● Directions for this task
When a line in the entries below contains the word "keyword", copy that line.

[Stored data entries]
=-=-=-=-=
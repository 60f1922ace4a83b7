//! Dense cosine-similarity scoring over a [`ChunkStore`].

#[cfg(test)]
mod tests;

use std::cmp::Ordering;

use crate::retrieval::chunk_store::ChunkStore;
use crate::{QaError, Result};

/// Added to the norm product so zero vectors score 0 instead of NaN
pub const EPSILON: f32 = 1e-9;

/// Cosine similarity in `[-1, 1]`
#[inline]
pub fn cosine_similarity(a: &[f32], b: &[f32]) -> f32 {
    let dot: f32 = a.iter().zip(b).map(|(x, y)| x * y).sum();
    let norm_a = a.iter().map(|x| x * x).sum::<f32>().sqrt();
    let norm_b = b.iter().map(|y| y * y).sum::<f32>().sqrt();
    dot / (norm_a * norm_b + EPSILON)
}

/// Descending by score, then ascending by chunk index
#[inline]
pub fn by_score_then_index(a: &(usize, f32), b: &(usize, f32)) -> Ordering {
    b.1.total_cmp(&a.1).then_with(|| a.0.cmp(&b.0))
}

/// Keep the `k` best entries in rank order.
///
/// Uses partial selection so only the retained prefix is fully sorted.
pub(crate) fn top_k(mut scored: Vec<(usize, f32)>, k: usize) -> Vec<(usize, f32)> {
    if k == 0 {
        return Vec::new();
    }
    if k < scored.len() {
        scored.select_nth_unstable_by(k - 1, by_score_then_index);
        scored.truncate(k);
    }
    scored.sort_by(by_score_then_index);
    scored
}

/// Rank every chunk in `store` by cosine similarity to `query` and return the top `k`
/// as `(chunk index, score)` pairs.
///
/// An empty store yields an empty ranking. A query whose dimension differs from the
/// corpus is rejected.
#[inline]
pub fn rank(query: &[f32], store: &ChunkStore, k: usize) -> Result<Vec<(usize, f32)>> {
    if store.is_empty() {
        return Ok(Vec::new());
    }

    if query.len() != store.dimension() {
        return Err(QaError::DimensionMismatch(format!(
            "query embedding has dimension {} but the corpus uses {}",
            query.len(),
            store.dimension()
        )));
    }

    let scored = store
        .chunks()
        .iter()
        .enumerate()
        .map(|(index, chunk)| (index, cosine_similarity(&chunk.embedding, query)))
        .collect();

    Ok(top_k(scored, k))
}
=-=-=-=-=
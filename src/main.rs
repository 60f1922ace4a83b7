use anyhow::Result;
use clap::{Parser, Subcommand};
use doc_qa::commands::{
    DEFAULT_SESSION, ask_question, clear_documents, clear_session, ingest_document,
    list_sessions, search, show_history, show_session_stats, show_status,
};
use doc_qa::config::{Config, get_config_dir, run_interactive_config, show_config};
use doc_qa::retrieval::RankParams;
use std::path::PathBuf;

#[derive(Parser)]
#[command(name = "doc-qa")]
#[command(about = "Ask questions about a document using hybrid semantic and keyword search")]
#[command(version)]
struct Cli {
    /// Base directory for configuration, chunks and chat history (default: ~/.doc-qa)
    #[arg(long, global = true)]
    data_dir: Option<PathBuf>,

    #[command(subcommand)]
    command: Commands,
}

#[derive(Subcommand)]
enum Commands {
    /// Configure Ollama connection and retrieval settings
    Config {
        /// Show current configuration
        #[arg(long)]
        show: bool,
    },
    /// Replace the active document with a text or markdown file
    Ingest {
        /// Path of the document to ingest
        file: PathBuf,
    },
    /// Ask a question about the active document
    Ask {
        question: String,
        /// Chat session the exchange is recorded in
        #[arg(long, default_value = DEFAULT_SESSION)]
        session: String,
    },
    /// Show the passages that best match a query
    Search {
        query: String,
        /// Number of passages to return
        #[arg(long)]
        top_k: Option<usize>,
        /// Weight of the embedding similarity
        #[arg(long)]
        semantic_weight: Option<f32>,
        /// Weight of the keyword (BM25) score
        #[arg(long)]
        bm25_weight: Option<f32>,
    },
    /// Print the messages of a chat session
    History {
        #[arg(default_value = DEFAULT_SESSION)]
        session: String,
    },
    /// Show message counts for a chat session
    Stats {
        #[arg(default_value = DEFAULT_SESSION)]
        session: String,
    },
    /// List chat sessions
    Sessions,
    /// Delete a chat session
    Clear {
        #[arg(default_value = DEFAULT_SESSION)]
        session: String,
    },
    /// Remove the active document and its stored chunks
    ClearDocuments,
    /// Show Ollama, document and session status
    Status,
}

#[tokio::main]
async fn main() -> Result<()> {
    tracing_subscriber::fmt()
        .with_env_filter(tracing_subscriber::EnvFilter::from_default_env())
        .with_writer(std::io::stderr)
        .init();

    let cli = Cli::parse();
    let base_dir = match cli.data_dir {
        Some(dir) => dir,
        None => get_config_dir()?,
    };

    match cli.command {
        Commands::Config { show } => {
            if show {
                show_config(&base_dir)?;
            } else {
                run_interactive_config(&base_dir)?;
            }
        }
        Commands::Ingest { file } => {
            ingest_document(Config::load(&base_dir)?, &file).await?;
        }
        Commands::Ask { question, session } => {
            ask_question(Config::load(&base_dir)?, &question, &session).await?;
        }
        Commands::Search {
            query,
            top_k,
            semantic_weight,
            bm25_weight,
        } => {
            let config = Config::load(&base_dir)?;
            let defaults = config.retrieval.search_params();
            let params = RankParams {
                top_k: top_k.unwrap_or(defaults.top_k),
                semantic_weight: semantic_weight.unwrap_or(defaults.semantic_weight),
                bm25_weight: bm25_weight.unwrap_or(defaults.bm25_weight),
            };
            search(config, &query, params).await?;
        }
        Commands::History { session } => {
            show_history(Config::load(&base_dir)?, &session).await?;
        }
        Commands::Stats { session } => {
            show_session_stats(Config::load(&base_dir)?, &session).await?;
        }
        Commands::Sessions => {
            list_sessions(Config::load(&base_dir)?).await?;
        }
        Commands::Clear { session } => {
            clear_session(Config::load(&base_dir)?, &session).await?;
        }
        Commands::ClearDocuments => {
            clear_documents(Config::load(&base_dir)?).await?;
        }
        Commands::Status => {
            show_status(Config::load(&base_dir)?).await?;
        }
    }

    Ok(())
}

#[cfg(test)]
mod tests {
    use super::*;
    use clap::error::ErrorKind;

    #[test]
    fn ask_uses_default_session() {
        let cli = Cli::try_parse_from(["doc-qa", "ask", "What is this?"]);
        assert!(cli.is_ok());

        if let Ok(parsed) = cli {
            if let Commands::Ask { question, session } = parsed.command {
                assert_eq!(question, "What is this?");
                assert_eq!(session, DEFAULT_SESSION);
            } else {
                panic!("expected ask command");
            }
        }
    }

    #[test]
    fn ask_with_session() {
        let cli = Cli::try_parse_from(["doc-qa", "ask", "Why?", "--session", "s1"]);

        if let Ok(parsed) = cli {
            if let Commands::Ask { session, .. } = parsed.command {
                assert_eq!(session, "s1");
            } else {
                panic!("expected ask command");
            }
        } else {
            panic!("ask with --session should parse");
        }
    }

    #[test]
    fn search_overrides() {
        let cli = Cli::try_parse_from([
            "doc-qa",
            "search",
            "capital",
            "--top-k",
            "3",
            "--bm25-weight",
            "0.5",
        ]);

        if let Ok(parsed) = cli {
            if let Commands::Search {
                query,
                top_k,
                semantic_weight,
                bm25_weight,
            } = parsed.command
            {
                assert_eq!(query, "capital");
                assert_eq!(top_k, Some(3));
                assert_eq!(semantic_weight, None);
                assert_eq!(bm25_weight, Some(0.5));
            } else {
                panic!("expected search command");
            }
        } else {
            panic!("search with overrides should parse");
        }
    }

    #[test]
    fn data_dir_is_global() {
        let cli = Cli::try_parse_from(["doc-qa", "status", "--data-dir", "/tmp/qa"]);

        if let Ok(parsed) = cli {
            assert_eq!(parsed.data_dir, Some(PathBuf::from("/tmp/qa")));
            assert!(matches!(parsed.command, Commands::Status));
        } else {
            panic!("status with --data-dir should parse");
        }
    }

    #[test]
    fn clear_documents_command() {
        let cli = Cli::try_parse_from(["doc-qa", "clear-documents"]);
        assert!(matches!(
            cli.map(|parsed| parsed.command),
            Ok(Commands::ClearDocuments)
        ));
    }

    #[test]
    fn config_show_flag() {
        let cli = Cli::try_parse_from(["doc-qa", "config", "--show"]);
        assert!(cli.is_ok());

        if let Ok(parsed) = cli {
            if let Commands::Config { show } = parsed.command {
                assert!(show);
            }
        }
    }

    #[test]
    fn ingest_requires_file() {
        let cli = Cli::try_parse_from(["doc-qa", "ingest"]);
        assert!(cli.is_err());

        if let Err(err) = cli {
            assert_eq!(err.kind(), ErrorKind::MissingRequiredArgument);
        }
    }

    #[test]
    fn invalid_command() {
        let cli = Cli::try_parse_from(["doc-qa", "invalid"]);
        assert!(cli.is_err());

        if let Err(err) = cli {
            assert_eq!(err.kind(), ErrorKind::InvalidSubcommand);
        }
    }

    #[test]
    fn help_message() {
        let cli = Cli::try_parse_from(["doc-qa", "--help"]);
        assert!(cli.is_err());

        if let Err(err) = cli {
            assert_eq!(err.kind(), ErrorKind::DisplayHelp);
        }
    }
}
=-=-=-=-=
● Task answer
#[command(about = "Ask questions about a document using hybrid semantic and keyword search")]
        /// Weight of the keyword (BM25) score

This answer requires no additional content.